Go through the listing below and return each line that includes "user".

Exercise inputs
::::::

//! Merge-on-write law for durable session records.
//!
//! - `extracted_data` is unioned per category.
//! - Every other field takes the incoming value.
//! - An incoming record older than the stored one is rejected unchanged.

use shared_types::SessionRecord;

#[derive(Debug, Clone, PartialEq)]
pub enum MergeOutcome {
    /// Record that should now be stored.
    Merged(SessionRecord),
    /// Incoming `updated_at` predates the stored record; nothing to write.
    Stale,
}

pub fn merge_records(existing: Option<&SessionRecord>, incoming: &SessionRecord) -> MergeOutcome {
    let Some(existing) = existing else {
        return MergeOutcome::Merged(incoming.clone());
    };
    if incoming.updated_at < existing.updated_at {
        return MergeOutcome::Stale;
    }

    let mut merged = incoming.clone();
    merged.extracted_data.merge(&existing.extracted_data);
    MergeOutcome::Merged(merged)
}

#[cfg(test)]
mod tests {
    use super::*;
    use chrono::{Duration, Utc};
    use shared_types::{IntelCategory, Tactic};

    fn record(values: &[(IntelCategory, &str)], scam_score: f64) -> SessionRecord {
        let mut record = SessionRecord::new("S1", Utc::now());
        for (category, value) in values {
            record.extracted_data.insert(*category, *value);
        }
        record.scam_score = scam_score;
        record
    }

    #[test]
    fn test_union_lists_and_take_incoming_scalars() {
        let a = record(&[(IntelCategory::UpiIds, "a@ybl")], 40.0);
        let mut b = record(
            &[
                (IntelCategory::UpiIds, "b@paytm"),
                (IntelCategory::Urls, "http://x.test/pay"),
            ],
            75.0,
        );
        b.updated_at = a.updated_at + Duration::seconds(1);
        b.current_tactic = Some(Tactic::BaitForIntel);

        let MergeOutcome::Merged(merged) = merge_records(Some(&a), &b) else {
            panic!("expected merge");
        };
        let upis: Vec<_> = merged.extracted_data.values(IntelCategory::UpiIds).collect();
        assert_eq!(upis, vec!["a@ybl", "b@paytm"]);
        assert_eq!(merged.scam_score, 75.0);
        assert_eq!(merged.current_tactic, Some(Tactic::BaitForIntel));
    }

    #[test]
    fn test_stale_incoming_is_rejected() {
        let stored = record(&[], 10.0);
        let mut older = record(&[(IntelCategory::PhoneNumbers, "9876543210")], 90.0);
        older.updated_at = stored.updated_at - Duration::seconds(5);
        assert_eq!(merge_records(Some(&stored), &older), MergeOutcome::Stale);
    }

    #[test]
    fn test_merge_with_self_is_identity() {
        let a = record(&[(IntelCategory::IfscCodes, "sbin0001234")], 55.0);
        assert_eq!(merge_records(Some(&a), &a), MergeOutcome::Merged(a.clone()));
    }
}
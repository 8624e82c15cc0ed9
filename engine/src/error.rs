//! Engine error taxonomy.
//!
//! Only `Persistence` failures while touching the foundational in-memory
//! structures are allowed to escape a turn; every other variant is absorbed
//! by the stage that produced it and recorded as a fault code.

use std::time::Duration;

#[derive(Debug, thiserror::Error, Clone, PartialEq)]
pub enum EngineError {
    /// Another turn holds the session lock.
    #[error("session {session_id} is busy (waited {waited:?})")]
    LockTimeout {
        session_id: String,
        waited: Duration,
    },
    #[error("{collaborator} timed out after {after:?}")]
    CollaboratorTimeout {
        collaborator: &'static str,
        after: Duration,
    },
    #[error("{collaborator} failed: {message}")]
    CollaboratorError {
        collaborator: &'static str,
        message: String,
    },
    /// Durable record could not be read or decoded.
    #[error("corrupt persisted state for {key}: {message}")]
    CorruptPersistedState { key: String, message: String },
    /// A collaborator answered, but not in the agreed shape.
    #[error("{collaborator} returned malformed output: {message}")]
    SchemaViolation {
        collaborator: &'static str,
        message: String,
    },
    #[error("persistence failed: {0}")]
    Persistence(String),
    #[error("solver failed: {0}")]
    Solver(String),
}

impl EngineError {
    /// Stable identifier recorded in decision faults.
    pub fn code(&self) -> &'static str {
        match self {
            EngineError::LockTimeout { .. } => "lock_timeout",
            EngineError::CollaboratorTimeout { .. } => "collaborator_timeout",
            EngineError::CollaboratorError { .. } => "collaborator_error",
            EngineError::CorruptPersistedState { .. } => "corrupt_persisted_state",
            EngineError::SchemaViolation { .. } => "schema_violation",
            EngineError::Persistence(_) => "persistence",
            EngineError::Solver(_) => "solver",
        }
    }

    /// `code:collaborator` style tag for the decision record.
    pub fn fault_tag(&self) -> String {
        match self {
            EngineError::CollaboratorTimeout { collaborator, .. }
            | EngineError::CollaboratorError { collaborator, .. }
            | EngineError::SchemaViolation { collaborator, .. } => {
                format!("{}:{}", self.code(), collaborator)
            }
            _ => self.code().to_string(),
        }
    }
}

impl From<std::io::Error> for EngineError {
    fn from(err: std::io::Error) -> Self {
        EngineError::Persistence(err.to_string())
    }
}

impl From<sqlx::Error> for EngineError {
    fn from(err: sqlx::Error) -> Self {
        EngineError::Persistence(err.to_string())
    }
}

/// Run `fut` under `limit`, mapping elapsed time into a collaborator timeout.
pub async fn with_timeout<T, F>(
    collaborator: &'static str,
    limit: Duration,
    fut: F,
) -> Result<T, EngineError>
where
    F: std::future::Future<Output = Result<T, EngineError>>,
{
    match tokio::time::timeout(limit, fut).await {
        Ok(result) => result,
        Err(_) => Err(EngineError::CollaboratorTimeout {
            collaborator,
            after: limit,
        }),
    }
}

#[cfg(test)]
mod tests {
    use super::*;

    #[test]
    fn test_fault_tags() {
        let err = EngineError::CollaboratorTimeout {
            collaborator: "extractor",
            after: Duration::from_millis(5),
        };
        assert_eq!(err.code(), "collaborator_timeout");
        assert_eq!(err.fault_tag(), "collaborator_timeout:extractor");
        assert_eq!(
            EngineError::Solver("no pivot".into()).fault_tag(),
            "solver"
        );
    }

    #[tokio::test]
    async fn test_with_timeout_maps_elapsed() {
        let result: Result<(), EngineError> =
            with_timeout("generator", Duration::from_millis(10), async {
                tokio::time::sleep(Duration::from_millis(200)).await;
                Ok(())
            })
            .await;
        assert!(matches!(
            result,
            Err(EngineError::CollaboratorTimeout {
                collaborator: "generator",
                ..
            })
        ));
    }
}
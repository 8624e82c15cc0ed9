//! Coarse situation summary used to index the shared learning tables.

use std::fmt;

#[derive(Debug, Clone, Copy, PartialEq, Eq)]
pub enum TurnPhase {
    Early,
    Mid,
    Late,
}

impl TurnPhase {
    pub fn from_turn(turn: u32) -> Self {
        match turn {
            0..=2 => TurnPhase::Early,
            3..=7 => TurnPhase::Mid,
            _ => TurnPhase::Late,
        }
    }

    fn as_str(self) -> &'static str {
        match self {
            TurnPhase::Early => "EARLY",
            TurnPhase::Mid => "MID",
            TurnPhase::Late => "LATE",
        }
    }
}

#[derive(Debug, Clone, Copy, PartialEq, Eq)]
pub enum ThreatLevel {
    Low,
    High,
    Critical,
}

impl ThreatLevel {
    pub fn from_score(scam_score: f64) -> Self {
        if scam_score > 90.0 {
            ThreatLevel::Critical
        } else if scam_score > 70.0 {
            ThreatLevel::High
        } else {
            ThreatLevel::Low
        }
    }

    fn as_str(self) -> &'static str {
        match self {
            ThreatLevel::Low => "LOW",
            ThreatLevel::High => "HIGH",
            ThreatLevel::Critical => "CRITICAL",
        }
    }
}

/// `PHASE_THREAT_CATEGORY`, e.g. `EARLY_HIGH_BANKING_KYC_PHISHING`.
#[derive(Debug, Clone, PartialEq, Eq, Hash)]
pub struct StateKey(String);

impl StateKey {
    pub fn derive(turn: u32, scam_score: f64, scam_type: &str) -> Self {
        Self(format!(
            "{}_{}_{}",
            TurnPhase::from_turn(turn).as_str(),
            ThreatLevel::from_score(scam_score).as_str(),
            category_token(scam_type)
        ))
    }

    pub fn as_str(&self) -> &str {
        &self.0
    }

    pub fn into_string(self) -> String {
        self.0
    }
}

impl fmt::Display for StateKey {
    fn fmt(&self, f: &mut fmt::Formatter<'_>) -> fmt::Result {
        f.write_str(&self.0)
    }
}

impl From<&str> for StateKey {
    fn from(raw: &str) -> Self {
        Self(raw.to_string())
    }
}

fn category_token(scam_type: &str) -> String {
    let mut token = String::with_capacity(scam_type.len());
    for c in scam_type.trim().chars() {
        if c.is_ascii_alphanumeric() {
            token.push(c.to_ascii_uppercase());
        } else if !token.ends_with('_') && !token.is_empty() {
            token.push('_');
        }
    }
    let token = token.trim_end_matches('_');
    if token.is_empty() {
        "UNKNOWN".to_string()
    } else {
        token.to_string()
    }
}
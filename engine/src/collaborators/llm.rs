//! OpenAI-compatible chat-completions client serving as text generator and
//! safety adjudicator.

use async_trait::async_trait;
use serde::Deserialize;
use serde_json::json;
use std::time::Duration;

use super::{AdjudicationRequest, Adjudicator, Proposal, ProposalError, Situation, TextGenerator};
use crate::config::LlmConfig;
use crate::error::EngineError;

const PROPOSAL_INSTRUCTIONS: &str = "You play a cautious, slightly confused person talking to a suspected fraudster. \
Never reveal real credentials, never claim to be an AI, never threaten. \
Keep the conversation going using the requested tactic. \
Answer with one JSON object: {\"tactic_name\": string, \"confidence\": number 0-1, \"reasoning\": string, \"reply_text\": string}.";

const ADJUDICATION_INSTRUCTIONS: &str = "You review a draft reply written to a suspected fraudster. \
Reject drafts that disclose real personal or financial data, confirm a payment as completed, \
impersonate officials, or contain abuse. \
Respond with exactly APPROVED, or REJECTED: <short reason>.";

#[derive(Debug, Deserialize)]
struct ChatCompletion {
    choices: Vec<ChatChoice>,
}

#[derive(Debug, Deserialize)]
struct ChatChoice {
    message: ChatMessage,
}

#[derive(Debug, Deserialize)]
struct ChatMessage {
    #[serde(default)]
    content: Option<String>,
}

#[derive(Debug, Clone)]
pub struct OpenAiCompatClient {
    http: reqwest::Client,
    config: LlmConfig,
}

impl OpenAiCompatClient {
    pub fn new(config: LlmConfig, timeout: Duration) -> Result<Self, EngineError> {
        let http = reqwest::Client::builder()
            .timeout(timeout)
            .build()
            .map_err(|e| EngineError::CollaboratorError {
                collaborator: "llm_client",
                message: e.to_string(),
            })?;
        Ok(Self { http, config })
    }

    async fn complete(
        &self,
        system: &str,
        user: String,
        json_mode: bool,
    ) -> Result<String, reqwest::Error> {
        let mut body = json!({
            "model": self.config.model,
            "temperature": 0.7,
            "messages": [
                {"role": "system", "content": system},
                {"role": "user", "content": user},
            ],
        });
        if json_mode {
            body["response_format"] = json!({"type": "json_object"});
        }

        let url = format!("{}/chat/completions", self.config.api_base.trim_end_matches('/'));
        let completion: ChatCompletion = self
            .http
            .post(url)
            .bearer_auth(&self.config.api_key)
            .json(&body)
            .send()
            .await?
            .error_for_status()?
            .json()
            .await?;

        Ok(completion
            .choices
            .into_iter()
            .next()
            .and_then(|choice| choice.message.content)
            .unwrap_or_default())
    }
}

/// Pull the first JSON object out of a model response (tolerates code fences
/// and chatter around it) and check the fields the engine relies on.
pub fn parse_proposal(raw: &str) -> Result<Proposal, ProposalError> {
    let start = raw
        .find('{')
        .ok_or_else(|| ProposalError::Unparsable("no JSON object".to_string()))?;
    let end = raw
        .rfind('}')
        .filter(|end| *end > start)
        .ok_or_else(|| ProposalError::Unparsable("unterminated JSON object".to_string()))?;

    let value: serde_json::Value = serde_json::from_str(&raw[start..=end])
        .map_err(|e| ProposalError::Unparsable(e.to_string()))?;
    let has_reply = ["reply_text", "reply", "response"]
        .iter()
        .any(|k| value.get(k).is_some());
    if !has_reply {
        return Err(ProposalError::MissingField("reply_text"));
    }
    let has_tactic = ["tactic_name", "tactic"].iter().any(|k| value.get(k).is_some());
    if !has_tactic {
        return Err(ProposalError::MissingField("tactic_name"));
    }

    let mut proposal: Proposal =
        serde_json::from_value(value).map_err(|e| ProposalError::Unparsable(e.to_string()))?;
    if proposal.reply_text.trim().is_empty() {
        return Err(ProposalError::MissingField("reply_text"));
    }
    proposal.confidence = if proposal.confidence.is_finite() {
        proposal.confidence.clamp(0.0, 1.0)
    } else {
        0.0
    };
    Ok(proposal)
}

#[async_trait]
impl TextGenerator for OpenAiCompatClient {
    async fn propose(&self, situation: &Situation) -> Result<Proposal, ProposalError> {
        let user = serde_json::to_string(situation)
            .map_err(|e| ProposalError::Transport(format!("encode situation: {e}")))?;
        let raw = self
            .complete(PROPOSAL_INSTRUCTIONS, user, true)
            .await
            .map_err(|e| {
                if e.is_timeout() {
                    ProposalError::Timeout
                } else {
                    ProposalError::Transport(e.to_string())
                }
            })?;
        parse_proposal(&raw)
    }

    fn name(&self) -> &'static str {
        "openai_compat"
    }
}

#[async_trait]
impl Adjudicator for OpenAiCompatClient {
    async fn adjudicate(&self, request: &AdjudicationRequest) -> Result<String, EngineError> {
        let user = format!(
            "Tactic: {}\nCounterpart said: {}\nDraft reply: {}",
            request.tactic, request.inbound, request.draft
        );
        self.complete(ADJUDICATION_INSTRUCTIONS, user, false)
            .await
            .map_err(|e| {
                if e.is_timeout() {
                    EngineError::CollaboratorTimeout {
                        collaborator: "adjudicator",
                        after: Duration::ZERO,
                    }
                } else {
                    EngineError::CollaboratorError {
                        collaborator: "adjudicator",
                        message: e.to_string(),
                    }
                }
            })
    }

    fn name(&self) -> &'static str {
        "openai_compat"
    }
}

#[cfg(test)]
mod tests {
    use super::*;

    #[test]
    fn test_parse_fenced_proposal() {
        let raw = "Sure!\n```json\n{\"tactic_name\": \"BAIT_FOR_INTEL\", \"confidence\": 1.7, \"reasoning\": \"wants upi\", \"reply_text\": \"Send UPI again?\"}\n```";
        let proposal = parse_proposal(raw).unwrap();
        assert_eq!(proposal.tactic_name, "BAIT_FOR_INTEL");
        assert_eq!(proposal.confidence, 1.0);
        assert_eq!(proposal.reply_text, "Send UPI again?");
    }

    #[test]
    fn test_parse_accepts_aliases_and_defaults() {
        let proposal = parse_proposal(r#"{"tactic": "NORMAL_CHAT", "reply": "ok ji"}"#).unwrap();
        assert_eq!(proposal.tactic_name, "NORMAL_CHAT");
        assert_eq!(proposal.confidence, 0.0);
        assert!(proposal.reasoning.is_empty());
    }

    #[test]
    fn test_parse_failures_are_typed() {
        assert!(matches!(parse_proposal("no json here"), Err(ProposalError::Unparsable(_))));
        assert_eq!(
            parse_proposal(r#"{"tactic_name": "NORMAL_CHAT"}"#),
            Err(ProposalError::MissingField("reply_text"))
        );
        assert_eq!(
            parse_proposal(r#"{"tactic_name": "NORMAL_CHAT", "reply_text": "   "}"#),
            Err(ProposalError::MissingField("reply_text"))
        );
        assert!(matches!(parse_proposal("{\"a\": }"), Err(ProposalError::Unparsable(_))));
    }

    #[tokio::test]
    async fn test_unreachable_endpoint_is_transport_error() {
        let client = OpenAiCompatClient::new(
            LlmConfig {
                api_base: "http://127.0.0.1:9".to_string(),
                api_key: "k".to_string(),
                model: "m".to_string(),
            },
            Duration::from_millis(300),
        )
        .unwrap();
        let situation = Situation {
            session_id: "S1".into(),
            tactic: shared_types::Tactic::NormalChat,
            persona: "default".into(),
            inbound: "hi".into(),
            recent_history: vec![],
            scam_type: "generic".into(),
            patience: 100.0,
            predicted_move: None,
        };
        let result = client.propose(&situation).await;
        assert!(matches!(
            result,
            Err(ProposalError::Transport(_)) | Err(ProposalError::Timeout)
        ));
    }
}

::::::

Output below
        user: String,
                {"role": "user", "content": user},
        let user = serde_json::to_string(situation)
            .complete(PROPOSAL_INSTRUCTIONS, user, true)
        let user = format!(
        self.complete(ADJUDICATION_INSTRUCTIONS, user, false)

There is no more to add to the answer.